表1は、男子農業就業人口の年齢層別構成を10年ごとに見たものである。太枠が昭和1桁生まれに当たる。復帰後の沖縄県のさとうきび農業の動向を読み解く際には、生産者群を、 1)明治末〜昭和1桁生まれの第1世代、 2)昭和10年代〜30年代生まれの第2世代(第2次さとうきびブーム世代)、 3)昭和40年代〜昭和末/平成初生まれの第3世代に分けて考えてみると分かりやすい。これら3つの世代間には、そのボリューム(生産者数)に有意な差が見られる。

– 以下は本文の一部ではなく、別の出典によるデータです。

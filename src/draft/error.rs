//! Draft store error and outcome types
//!
//! All failures are returned as values; nothing panics or unwinds across the
//! store/controller boundary.

use thiserror::Error;

use crate::model::{CellKey, FieldPath, FieldValue, Row, RowId};

/// Failure reported by a data source's write path
#[derive(Debug, Clone, PartialEq, Error)]
pub enum WriteError {
    #[error("row {0} not found")]
    RowNotFound(RowId),
    #[error("field {0} cannot be written to this row")]
    InvalidPath(FieldPath),
    #[error("{field} rejected: {reason}")]
    Rejected { field: FieldPath, reason: String },
    #[error("write failed: {0}")]
    Failed(String),
}

/// Misuse of the draft store API
#[derive(Debug, Clone, PartialEq, Eq, Error)]
pub enum DraftError {
    #[error("no draft for {0}")]
    MissingEntry(CellKey),
    #[error("a write for {0} is already in flight")]
    InFlight(CellKey),
}

/// Why a single cell could not be committed
#[derive(Debug, Clone, PartialEq, Error)]
pub enum CommitError {
    #[error(transparent)]
    Draft(#[from] DraftError),
    #[error("{}", .0.join("; "))]
    Validation(Vec<String>),
    #[error(transparent)]
    Write(#[from] WriteError),
    #[error("draft for {0} was discarded before the write completed")]
    Discarded(CellKey),
}

impl CommitError {
    /// Messages to show in the cell's error mode, in display order
    pub fn messages(&self) -> Vec<String> {
        match self {
            CommitError::Validation(messages) => messages.clone(),
            other => vec![other.to_string()],
        }
    }
}

/// A successfully written cell
#[derive(Debug, Clone, PartialEq)]
pub struct Committed {
    pub key: CellKey,
    pub value: FieldValue,
    /// Updated record as returned by the write path
    pub row: Row,
}

/// A cell that failed to commit during a bulk save
#[derive(Debug, Clone, PartialEq)]
pub struct CellFailure {
    pub key: CellKey,
    pub error: CommitError,
}

/// Per-cell outcome of a bulk save, in draft creation order
#[derive(Debug, Clone, Default, PartialEq)]
pub struct SaveReport {
    pub saved: Vec<Committed>,
    /// Drafts dropped without a write because they matched their original
    pub skipped: Vec<CellKey>,
    /// Writes that resolved after their draft had been discarded
    pub orphaned: Vec<CellKey>,
    pub failures: Vec<CellFailure>,
}

impl SaveReport {
    pub fn saved_count(&self) -> usize {
        self.saved.len()
    }

    /// True when no cell failed
    pub fn is_complete(&self) -> bool {
        self.failures.is_empty()
    }

    pub fn failed_keys(&self) -> impl Iterator<Item = &CellKey> {
        self.failures.iter().map(|f| &f.key)
    }

    /// Collapse into `Ok(saved count)` or `Err(per-cell failures)`
    pub fn into_result(self) -> Result<usize, Vec<CellFailure>> {
        if self.failures.is_empty() {
            Ok(self.saved.len())
        } else {
            Err(self.failures)
        }
    }
}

1985年という時点は、ボリュームの大きな第1世代が50代〜70代となり、高齢化・引退が本格化する時期に当たる。1980年代半ば以降の沖縄本島におけるさとうきび農業の劇的な縮小は、第1世代から第2世代へのさとうきび農業の継承が限定的にしかなされず、さとうきび作付地の都市的土地利用や園芸部門への転換、耕作放棄が進んだことを反映していると言えるだろう。一方離島部においてさとうきび農業が大幅な後退を免れてきたのは、肉用牛など他部門の台頭はあるにせよ、第1世代から第2世代への継承がそれなりに進んだ事実を反映している。しかし、1985年から30年が経過し、2015年には、今度は第2世代が1985年当時の第1世代と同じ年齢となった。その意味で、冒頭に述べたように、今日、沖縄県のさとうきび農業は、復帰後の第2の転換期にあると言えるのである。